Rubem Alves*
Há uma morte feliz. É aquela que acontece no tempo certo. O rei, transbordante de felicidade pelo nascimento do seu primeiro neto, convidara todos os poetas, gurus e magos do reino a ir ao palácio a fim de escreverem num livro de ouro seus bons desejos para a criança. Um sábio de muito longe, desconhecido, escreveu: “Morre o avô, morre o pai, morre o filho...”. O rei, enfurecido, mandou prendê-lo no calabouço. A caminho do calabouço, passou pelo rei, que o amaldiçoou pelas palavras escritas. O sábio respondeu: “Majestade, qual é a maior tristeza de um avô? Não é, porventura, ver morrer seu filho e seu neto? Qual é a maior tristeza de um pai? Não é, porventura, ver morrer o filho? Ah! Quanto não dariam eles para poder trocar de lugar com os filhos e netos mortos... Felicidade é morrer na ordem certa. Morre primeiro o avô, vendo filhos e netos. Morre depois o pai, vendo seus filhos...”. Ouvindo isso, o rei tomou as mãos do sábio nas suas e beijou-as...

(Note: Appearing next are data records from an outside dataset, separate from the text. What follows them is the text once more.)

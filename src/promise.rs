// The MIT License (MIT)

// Copyright (c) 2025 braid developers

// Permission is hereby granted, free of charge, to any person obtaining a copy of
// this software and associated documentation files (the "Software"), to deal in
// the Software without restriction, including without limitation the rights to
// use, copy, modify, merge, publish, distribute, sublicense, and/or sell copies of
// the Software, and to permit persons to whom the Software is furnished to do so,
// subject to the following conditions:

// The above copyright notice and this permission notice shall be included in all
// copies or substantial portions of the Software.

// THE SOFTWARE IS PROVIDED "AS IS", WITHOUT WARRANTY OF ANY KIND, EXPRESS OR
// IMPLIED, INCLUDING BUT NOT LIMITED TO THE WARRANTIES OF MERCHANTABILITY, FITNESS
// FOR A PARTICULAR PURPOSE AND NONINFRINGEMENT. IN NO EVENT SHALL THE AUTHORS OR
// COPYRIGHT HOLDERS BE LIABLE FOR ANY CLAIM, DAMAGES OR OTHER LIABILITY, WHETHER
// IN AN ACTION OF CONTRACT, TORT OR OTHERWISE, ARISING FROM, OUT OF OR IN
// CONNECTION WITH THE SOFTWARE OR THE USE OR OTHER DEALINGS IN THE SOFTWARE.

//! The promise: one per computation.
//!
//! Holds the result slot, the frame (the user future, allocated from the
//! environment's memory resource), the stop source, the parent link, the
//! strong child list, the callback list and the final-completion signal.
//!
//! A frame is only ever advanced by `Handle::resume()` from an executor
//! thread. The `polling` flag makes the frame single-poller; `notified`
//! catches wakes that land while a poll is in flight. `schedule()` is the
//! one place the `Suspending -> Running` transition happens, and it always
//! hands the handle to the computation's executor rather than resuming
//! in place.

use std::cell::{RefCell, UnsafeCell};
use std::future::Future;
use std::panic::{self, AssertUnwindSafe};
use std::pin::Pin;
use std::sync::atomic::{AtomicBool, Ordering};
use std::sync::{Arc, Condvar, Mutex};
use std::task::{Context as PollContext, Poll, Wake, Waker};

use crate::environment::Context;
use crate::error::{CancelError, Panicked};
use crate::executor::ExecutorRef;
use crate::resource::{ResourceBox, ResourceHandle};
use crate::result::{ResultSlot, Status};
use crate::scheduler::SchedulerRef;
use crate::stop::{StopRegistration, StopSource, StopToken};

/// A schedulable reference to a suspended computation. What executors carry.
#[derive(Clone)]
pub struct Handle {
    node: Arc<dyn Pollable>,
}

impl Handle {
    pub(crate) fn new(node: Arc<dyn Pollable>) -> Handle {
        Handle { node }
    }

    /// Drive the computation on the calling thread until it suspends again
    /// or terminates.
    pub fn resume(&self) {
        self.node.clone().poll_step();
    }
}

impl std::fmt::Debug for Handle {
    fn fmt(&self, f: &mut std::fmt::Formatter) -> std::fmt::Result {
        f.write_str("Handle")
    }
}

pub(crate) trait Pollable: Send + Sync {
    fn poll_step(self: Arc<Self>);
}

/// Erased child-side operations, what a parent keeps in its children list.
pub(crate) trait ForkNode: Send + Sync {
    /// Block until the computation reaches a terminal state.
    fn wait_final(&self);
    /// Block until every descendant is terminal.
    fn join_forks(&self);
    /// Tear the frame down and destroy the subtree. Requires the node to be
    /// terminal or never started.
    fn destroy(&self);
    fn destroy_forks(&self);
    fn request_stop(&self);
    fn set_parent_link(&self, registration: Option<StopRegistration>);
    fn node_status(&self) -> Status;
}

/// Erased parent-side operation: attach a new child.
pub(crate) trait ForkParent: Send + Sync {
    fn adopt(&self, child: Arc<dyn ForkNode>);
}

/// The typed surface the handles (`Task`, `Fork`, `ForkView`) talk to.
pub(crate) trait TypedNode<T>: ForkNode {
    fn slot(&self) -> &ResultSlot<T>;
    /// Register a completion callback; runs immediately (off any lock) if
    /// the computation is already terminal, exactly once otherwise.
    fn push_callback(&self, callback: Callback<T>);
    fn schedule(self: Arc<Self>);
}

pub(crate) type Callback<T> = Box<dyn FnOnce(&ResultSlot<T>) + Send>;

/// What the non-suspending accessor awaitables read off the running
/// computation through the thread-local below.
pub(crate) trait CurrentPromise: Send + Sync {
    fn make_context(self: Arc<Self>) -> Context;
    fn scheduler(&self) -> SchedulerRef;
    fn resource(&self) -> ResourceHandle;
    fn stop_token(&self) -> StopToken;
    fn register_stop(&self, callback: Box<dyn FnOnce() + Send>) -> StopRegistration;
    /// Forceful self-cancel: terminal transition, stop cascade, callbacks.
    fn cancel_self(&self);
    /// One-shot migration target for the next suspension.
    fn set_migration(&self, executor: ExecutorRef);
    fn join_and_destroy_forks(&self);
}

thread_local! {
    // A stack, not a cell: the noop executor resumes children inline, so a
    // poll can nest inside another poll on the same thread.
    static CURRENT: RefCell<Vec<Arc<dyn CurrentPromise>>> = RefCell::new(Vec::new());
}

pub(crate) fn current() -> Option<Arc<dyn CurrentPromise>> {
    CURRENT.with(|stack| stack.borrow().last().cloned())
}

struct CurrentGuard;

impl CurrentGuard {
    fn enter(promise: Arc<dyn CurrentPromise>) -> CurrentGuard {
        CURRENT.with(|stack| stack.borrow_mut().push(promise));
        CurrentGuard
    }
}

impl Drop for CurrentGuard {
    fn drop(&mut self) {
        CURRENT.with(|stack| {
            stack.borrow_mut().pop();
        });
    }
}

pub(crate) struct Promise<F>
where
    F: Future + Send + 'static,
    F::Output: Send + 'static,
{
    result: ResultSlot<F::Output>,
    callbacks: Mutex<Vec<Callback<F::Output>>>,
    stop: StopSource,
    parent_link: Mutex<Option<StopRegistration>>,
    children: Mutex<Vec<Arc<dyn ForkNode>>>,
    final_flag: Mutex<bool>,
    final_cv: Condvar,
    executor: ExecutorRef,
    scheduler: SchedulerRef,
    resource: ResourceHandle,
    owned: bool,
    polling: AtomicBool,
    notified: AtomicBool,
    migrate: Mutex<Option<ExecutorRef>>,
    // Guarded by `polling`; the boxed frame never moves once polled.
    frame: UnsafeCell<Option<ResourceBox<F>>>,
}

unsafe impl<F> Send for Promise<F>
where
    F: Future + Send + 'static,
    F::Output: Send + 'static,
{
}

unsafe impl<F> Sync for Promise<F>
where
    F: Future + Send + 'static,
    F::Output: Send + 'static,
{
}

/// Create a promise, link it under `parent` if attached, and perform the
/// initial dispatch onto its executor.
pub(crate) fn spawn_raw<F>(
    resource: ResourceHandle,
    scheduler: SchedulerRef,
    executor: ExecutorRef,
    owned: bool,
    parent: Option<&Arc<dyn ForkParent>>,
    body: F,
) -> Arc<Promise<F>>
where
    F: Future + Send + 'static,
    F::Output: Send + 'static,
{
    let frame = ResourceBox::new_in(body, &resource);
    let promise = Arc::new(Promise {
        result: ResultSlot::new(),
        callbacks: Mutex::new(Vec::new()),
        stop: StopSource::new(),
        parent_link: Mutex::new(None),
        children: Mutex::new(Vec::new()),
        final_flag: Mutex::new(false),
        final_cv: Condvar::new(),
        executor,
        scheduler,
        resource,
        owned,
        polling: AtomicBool::new(false),
        notified: AtomicBool::new(false),
        migrate: Mutex::new(None),
        frame: UnsafeCell::new(Some(frame)),
    });

    if let Some(parent) = parent {
        parent.adopt(promise.clone() as Arc<dyn ForkNode>);
    }

    // initial dispatch
    promise.executor.execute(Handle::new(promise.clone()));
    promise
}

impl<F> Promise<F>
where
    F: Future + Send + 'static,
    F::Output: Send + 'static,
{
    fn final_release(&self) {
        let mut done = self.final_flag.lock().unwrap();
        if !*done {
            *done = true;
            self.final_cv.notify_all();
        }
    }

    fn final_wait(&self) {
        let mut done = self.final_flag.lock().unwrap();
        while !*done {
            done = self.final_cv.wait(done).unwrap();
        }
    }

    fn invoke_callbacks(&self) {
        let callbacks = {
            let mut guard = self.callbacks.lock().unwrap();
            std::mem::take(&mut *guard)
        };
        for callback in callbacks {
            callback(&self.result);
        }
    }

    // Caller must hold the `polling` flag (or know no poller can exist).
    fn take_frame(&self) {
        let frame = unsafe { (*self.frame.get()).take() };
        if let Some(frame) = frame {
            // frame destructors must not take down the worker
            let _ = panic::catch_unwind(AssertUnwindSafe(move || drop(frame)));
        }
    }

    /// CAS `Suspending -> Running` and dispatch through the executor. Loses
    /// gracefully against concurrent wakes and terminal transitions.
    pub(crate) fn schedule_this(this: &Arc<Self>) {
        loop {
            if this
                .result
                .status_cas(Status::Suspending, Status::Running)
                .is_ok()
            {
                this.executor.execute(Handle::new(this.clone()));
                return;
            }
            match this.result.status() {
                Status::Running => {
                    // the frame is mid-poll; leave a note for the poller
                    this.notified.store(true, Ordering::SeqCst);
                    if this.result.status() != Status::Suspending {
                        return;
                    }
                    // the poll finished in between; retry the CAS
                }
                _ => return,
            }
        }
    }
}

impl<F> Wake for Promise<F>
where
    F: Future + Send + 'static,
    F::Output: Send + 'static,
{
    fn wake(self: Arc<Self>) {
        Promise::schedule_this(&self);
    }

    fn wake_by_ref(self: &Arc<Self>) {
        Promise::schedule_this(self);
    }
}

Não acredito que haja dor maior que a morte de um filho. A princípio é uma dor bruta, sem forma ou sem cores, como se fosse uma montanha de pedra que se assenta sobre o peito, eternamente. Com o passar do tempo essa dor bruta se transforma. Passa a ser muitas, cada uma com um rosto diferente, falando coisas diferentes.
Há aquela dor que é pura tristeza pela ausência. Ela só chora e diz: "Nunca mais...". Outra é aquela dor que se lembra das coisas que foram feitas e deveriam ter sido feitas: a palavra que não foi dita, o gesto que não foi feito. É a dor da saudade misturada com a tristeza da culpa. E há outra dor: a tristeza de que o filho não tenha completado o que começara.
Existe grande alegria em terminar a obra que se iniciou: ver a casa pronta, o livro escrito, o jardim florescendo. A vida de um filho é assim: um sonho a ser realizado. Aí vem o impossível meteoro que estilhaça o sonho. Fica a casa não terminada, o livro por escrever, o jardim interrompido.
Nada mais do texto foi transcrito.